◆ Task to complete ◆
If a line in the data below contains the word "FixedOffset", copy it out.

________________

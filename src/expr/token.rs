//! Tokenizer for `${...}` expression bodies.

use super::error::ExprError;
use chrono::{DateTime, FixedOffset, NaiveDate};

#[derive(Debug, Clone, PartialEq)]
pub enum Token {
    Ident(String),
    Str(String),
    Int(i64),
    Float(f64),
    Bool(bool),
    Date(DateTime<FixedOffset>),
    LParen,
    RParen,
    Comma,
}

/// A token plus the byte offset it starts at, for error reporting.
#[derive(Debug, Clone, PartialEq)]
pub struct Spanned {
    pub token: Token,
    pub offset: usize,
}

/// Tokenize an expression body (the text between `${` and `}`).
pub fn tokenize(source: &str) -> Result<Vec<Spanned>, ExprError> {
    let mut tokens = Vec::new();
    let mut chars = source.char_indices().peekable();

    while let Some(&(offset, ch)) = chars.peek() {
        match ch {
            c if c.is_whitespace() => {
                chars.next();
            }
            '(' => {
                chars.next();
                tokens.push(Spanned { token: Token::LParen, offset });
            }
            ')' => {
                chars.next();
                tokens.push(Spanned { token: Token::RParen, offset });
            }
            ',' => {
                chars.next();
                tokens.push(Spanned { token: Token::Comma, offset });
            }
            '\'' | '"' => {
                let token = scan_string(source, &mut chars, offset, ch)?;
                tokens.push(Spanned { token, offset });
            }
            c if c.is_ascii_digit() || c == '-' => {
                let token = scan_number(source, &mut chars, offset)?;
                tokens.push(Spanned { token, offset });
            }
            c if c.is_alphabetic() || c == '_' => {
                let token = scan_ident(&mut chars);
                tokens.push(Spanned { token, offset });
            }
            c => {
                return Err(ExprError::syntax(
                    source,
                    offset,
                    format!("unexpected character `{c}`"),
                ));
            }
        }
    }

    Ok(tokens)
}

type Chars<'a> = std::iter::Peekable<std::str::CharIndices<'a>>;

fn scan_string(
    source: &str,
    chars: &mut Chars<'_>,
    start: usize,
    quote: char,
) -> Result<Token, ExprError> {
    chars.next(); // opening quote
    let mut text = String::new();
    loop {
        match chars.next() {
            Some((_, c)) if c == quote => return Ok(Token::Str(text)),
            Some((escape_at, '\\')) => match chars.next() {
                Some((_, 'n')) => text.push('\n'),
                Some((_, 't')) => text.push('\t'),
                Some((_, c @ ('\\' | '\'' | '"'))) => text.push(c),
                other => {
                    let offset = other.map_or(escape_at, |(i, _)| i);
                    return Err(ExprError::syntax(source, offset, "invalid escape sequence"));
                }
            },
            Some((_, c)) => text.push(c),
            None => {
                return Err(ExprError::syntax(source, start, "unterminated string literal"));
            }
        }
    }
}

fn scan_ident(chars: &mut Chars<'_>) -> Token {
    let mut name = String::new();
    while let Some(&(_, c)) = chars.peek() {
        if c.is_alphanumeric() || c == '_' {
            name.push(c);
            chars.next();
        } else {
            break;
        }
    }
    match name.as_str() {
        "true" => Token::Bool(true),
        "false" => Token::Bool(false),
        _ => Token::Ident(name),
    }
}

/// Scan a numeric or date literal.
///
/// Dates are recognized by their second dash (`2024-06-01`,
/// `2024-06-01T12:00:00Z`); everything else is an integer or float.
fn scan_number(source: &str, chars: &mut Chars<'_>, start: usize) -> Result<Token, ExprError> {
    let mut text = String::new();
    while let Some(&(_, c)) = chars.peek() {
        if c.is_ascii_digit() || matches!(c, '.' | ':' | '-' | '+' | 'T' | 'Z') {
            text.push(c);
            chars.next();
        } else {
            break;
        }
    }

    let dashes = text.chars().skip(1).filter(|&c| c == '-').count();
    if dashes >= 2 {
        parse_date(&text)
            .map(Token::Date)
            .ok_or_else(|| ExprError::syntax(source, start, format!("invalid date literal `{text}`")))
    } else if text.contains('.') {
        text.parse()
            .map(Token::Float)
            .map_err(|_| ExprError::syntax(source, start, format!("invalid number `{text}`")))
    } else {
        text.parse()
            .map(Token::Int)
            .map_err(|_| ExprError::syntax(source, start, format!("invalid number `{text}`")))
    }
}

/// Parse an RFC 3339 timestamp or a plain `YYYY-MM-DD` date (midnight UTC).
pub fn parse_date(text: &str) -> Option<DateTime<FixedOffset>> {
    DateTime::parse_from_rfc3339(text).ok().or_else(|| {
        NaiveDate::parse_from_str(text, "%Y-%m-%d")
            .ok()
            .and_then(|d| d.and_hms_opt(0, 0, 0))
            .map(|dt| dt.and_utc().fixed_offset())
    })
}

________________

◆ Answer below ◆
use chrono::{DateTime, FixedOffset, NaiveDate};
    Date(DateTime<FixedOffset>),
pub fn parse_date(text: &str) -> Option<DateTime<FixedOffset>> {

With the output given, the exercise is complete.